## Record extracts
··········

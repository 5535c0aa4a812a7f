//! Generating many notebooks in one go.
//!
//! A batch is a list of (device, pattern) jobs sharing one set of notebook
//! settings. Every job writes its own file, so a failing job is recorded and the
//! rest carry on. Jobs can run on the rayon thread pool; they share nothing but
//! the read-only device table and the already resolved fonts.

use crate::error::{NotebookError, Result};
use crate::notebook::{NotebookConfigBuilder, PageSize};
use crate::pdf::{self, FontSet};
use crate::registry::{self, PatternKind};
use indicatif::ProgressBar;
use rayon::prelude::*;
use std::path::{Path, PathBuf};

/// One notebook to generate.
#[derive(Clone, Debug, PartialEq, Eq)]
pub struct BatchJob {
    /// Device key, alias or display name
    pub device: String,
    pub pattern: PatternKind,
}

impl BatchJob {
    pub fn new<S: Into<String>>(device: S, pattern: PatternKind) -> BatchJob {
        BatchJob {
            device: device.into(),
            pattern,
        }
    }
}

/// Settings shared by every job in a batch.
#[derive(Clone, Debug)]
pub struct BatchSettings {
    /// Notebook settings; page size and pattern are set per job
    pub template: NotebookConfigBuilder,
    pub num_pages: usize,
    pub output_dir: PathBuf,
    pub parallel: bool,
    pub skip_existing: bool,
}

impl BatchSettings {
    pub const DEFAULT_NUM_PAGES: usize = 256;
}

impl Default for BatchSettings {
    fn default() -> Self {
        BatchSettings {
            template: NotebookConfigBuilder::default(),
            num_pages: BatchSettings::DEFAULT_NUM_PAGES,
            output_dir: PathBuf::from("."),
            parallel: false,
            skip_existing: false,
        }
    }
}

#[derive(Debug)]
pub struct BatchFailure {
    pub path: PathBuf,
    pub error: NotebookError,
}

#[derive(Debug, Default)]
pub struct BatchResult {
    pub generated: Vec<PathBuf>,
    pub skipped: Vec<PathBuf>,
    pub failures: Vec<BatchFailure>,
}

impl BatchResult {
    pub fn total(&self) -> usize {
        self.generated.len() + self.skipped.len() + self.failures.len()
    }

    pub fn is_success(&self) -> bool {
        self.failures.is_empty()
    }
}

enum Outcome {
    Generated(PathBuf),
    Skipped(PathBuf),
    Failed(BatchFailure),
}

/// `"<Device Display Name> - <Pattern>.pdf"`; unknown devices keep their raw name.
pub fn output_filename(device: &str, pattern: PatternKind) -> String {
    let device = registry::resolve(device)
        .map(|spec| spec.display_name.to_string())
        .unwrap_or_else(|_| device.to_string());
    format!("{device} - {}.pdf", pattern.title())
}

/// Every device with every pattern, device by device.
pub fn cartesian_jobs(devices: &[String], patterns: &[PatternKind]) -> Vec<BatchJob> {
    devices
        .iter()
        .flat_map(|device| {
            patterns
                .iter()
                .map(move |pattern| BatchJob::new(device.clone(), *pattern))
        })
        .collect()
}

/// Generate every combination of `devices` and `patterns`.
pub fn generate_all(
    devices: &[String],
    patterns: &[PatternKind],
    settings: &BatchSettings,
    fonts: &FontSet,
    progress: &ProgressBar,
) -> Result<BatchResult> {
    generate_jobs(&cartesian_jobs(devices, patterns), settings, fonts, progress)
}

/// Generate an explicit list of jobs.
///
/// Only failing to create the output directory aborts the batch; everything
/// else is recorded per job.
pub fn generate_jobs(
    jobs: &[BatchJob],
    settings: &BatchSettings,
    fonts: &FontSet,
    progress: &ProgressBar,
) -> Result<BatchResult> {
    std::fs::create_dir_all(&settings.output_dir)
        .map_err(|e| NotebookError::generation(&settings.output_dir, e))?;

    progress.set_length(jobs.len() as u64);
    let run = |job: &BatchJob| {
        let outcome = run_job(job, settings, fonts);
        progress.inc(1);
        outcome
    };
    let outcomes: Vec<Outcome> = if settings.parallel {
        jobs.par_iter().map(run).collect()
    } else {
        jobs.iter().map(run).collect()
    };

    let mut result = BatchResult::default();
    for outcome in outcomes {
        match outcome {
            Outcome::Generated(path) => result.generated.push(path),
            Outcome::Skipped(path) => result.skipped.push(path),
            Outcome::Failed(failure) => result.failures.push(failure),
        }
    }
    progress.finish_with_message(format!(
        "{} generated, {} skipped, {} failed",
        result.generated.len(),
        result.skipped.len(),
        result.failures.len()
    ));
    Ok(result)
}

fn run_job(job: &BatchJob, settings: &BatchSettings, fonts: &FontSet) -> Outcome {
    let file_name = output_filename(&job.device, job.pattern);
    let path = settings.output_dir.join(&file_name);

    if settings.skip_existing && path.exists() {
        log::info!("skipping {}, it already exists", path.display());
        return Outcome::Skipped(path);
    }

    match build_and_generate(job, settings, fonts, &path) {
        Ok(()) => Outcome::Generated(path),
        Err(error) => {
            log::warn!("failed to generate {file_name}: {error}");
            Outcome::Failed(BatchFailure {
                path,
                error,
            })
        }
    }
}

fn build_and_generate(
    job: &BatchJob,
    settings: &BatchSettings,
    fonts: &FontSet,
    path: &Path,
) -> Result<()> {
    let device = registry::resolve(&job.device)?;
    let config = settings
        .template
        .clone()
        .page_size(PageSize::Device(device))
        .pattern(job.pattern)
        .num_pages(settings.num_pages)
        .build()?;
    pdf::generate(&config, fonts, path)?;
    Ok(())
}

··········

## How to complete this task
Where does the string "BatchFailure" appear in the records above? Return every line that holds it.

## Your response
pub struct BatchFailure {
    pub failures: Vec<BatchFailure>,
    Failed(BatchFailure),
            Outcome::Failed(BatchFailure {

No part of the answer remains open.